Formation of black holes:
Black holes are thought to form during the
course of stellar evolution. As nuclear fuels are exhausted in the core of a
star, the pressure associated with their energy production is no longer
available to resist contraction of the core to ever-higher densities. Two new
types of pressure, electron and neutron pressure, arise at densities a million
and a million billion times that of water, respectively, and a compact white
dwarf or a neutron star may form. If the star is more than about five times as
massive as the Sun, however, neither electron nor neutron pressure is sufficient
to prevent collapse to a black hole.
In 1994 astronomers used the Hubble
Space Telescope (HST) to uncover the first convincing evidence that a
black hole exists. They detected an accretion disk (disk of hot, gaseous
material) circling the center of the galaxy M87 with an acceleration that
indicated the presence of an object 2.5 to 3.5 billion times the mass of the
Sun. By 2000, astronomers had detected supermassive black holes in the centers
of dozens of galaxies and had found that the masses of the black holes were
correlated with the masses of the parent galaxies. More massive galaxies tend to
have more massive black holes at their centers. Learning more about galactic
black holes will help astronomers learn about the evolution of galaxies and the
relationship between galaxies, black holes, and quasars.

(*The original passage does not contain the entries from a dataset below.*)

use clap::Parser;
use std::path::PathBuf;
use std::process;
use std::time::Instant;
use tsunagi::prelude::*;

/// Compile an integration-flow blueprint into a deployable package
#[derive(Parser, Debug)]
#[command(version, about, long_about = None)]
struct Cli {
    /// Path to the blueprint JSON file
    blueprint_path: PathBuf,

    /// Directory the package archive is written to
    #[arg(short, long, default_value = "out")]
    output_dir: PathBuf,

    /// Archive name (without extension); defaults to the blueprint id
    #[arg(short, long)]
    artifact_name: Option<String>,

    /// Accept nodes without full incoming/outgoing wiring
    #[arg(long)]
    allow_disconnected: bool,

    /// Print the assembled XML instead of writing a package
    #[arg(long)]
    dry_run: bool,
}

fn main() {
    tracing_subscriber::fmt()
        .with_env_filter(
            tracing_subscriber::EnvFilter::try_from_default_env()
                .unwrap_or_else(|_| tracing_subscriber::EnvFilter::new("warn")),
        )
        .init();

    let cli = Cli::parse();
    let total_start = Instant::now();

    let raw = std::fs::read_to_string(&cli.blueprint_path).unwrap_or_else(|e| {
        exit_with_error(&format!(
            "Failed to read blueprint file '{}': {}",
            cli.blueprint_path.display(),
            e
        ))
    });

    let blueprint = parse_blueprint(&raw)
        .unwrap_or_else(|e| exit_with_error(&format!("Invalid blueprint: {}", e)));

    let artifact_name = cli
        .artifact_name
        .clone()
        .unwrap_or_else(|| blueprint.id.clone());
    let meta = PackageMeta::from(&blueprint);

    println!(
        "Compiling blueprint '{}' ({} endpoint(s))...",
        blueprint.name,
        blueprint.endpoints.len()
    );
    let artifact = Compiler::builder(blueprint)
        .allow_disconnected(cli.allow_disconnected)
        .build()
        .compile()
        .unwrap_or_else(|e| exit_with_error(&format!("Compilation failed: {}", e)));

    if cli.dry_run {
        println!("{}", artifact.xml);
        return;
    }

    let package_path = tsunagi::package::build(&artifact, &meta, &cli.output_dir, &artifact_name)
        .unwrap_or_else(|e| exit_with_error(&format!("Packaging failed: {}", e)));

    println!(
        "Package written to {} in {:.2?}",
        package_path.display(),
        total_start.elapsed()
    );
}

fn exit_with_error(message: &str) -> ! {
    eprintln!("Error: {}", message);
    process::exit(1);
}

The English physicist Stephen
Hawking has suggested that many black holes may have formed in the early
universe. If this were so, many of these black holes could be too far from other
matter to form detectable accretion disks, and they could even compose a
significant fraction of the total mass of the universe. For black holes of
sufficiently small mass it is possible for only one member of an
electron-positron pair near the horizon to fall into the black hole, the other
escaping (see X Ray: Pair Production). The resulting
radiation carries off energy, in a sense evaporating the black hole. Any
primordial black holes weighing less than a few thousand million metric tons
would have already evaporated, but heavier ones may remain.
The American astronomer Kip Thorne of
California Institute of Technology in Pasadena, California, has evaluated the
chance that black holes can collapse to form 'wormholes,' connections between
otherwise distant parts of the universe. He concludes that an unknown form of
'exotic matter' would be necessary for such wormholes to survive.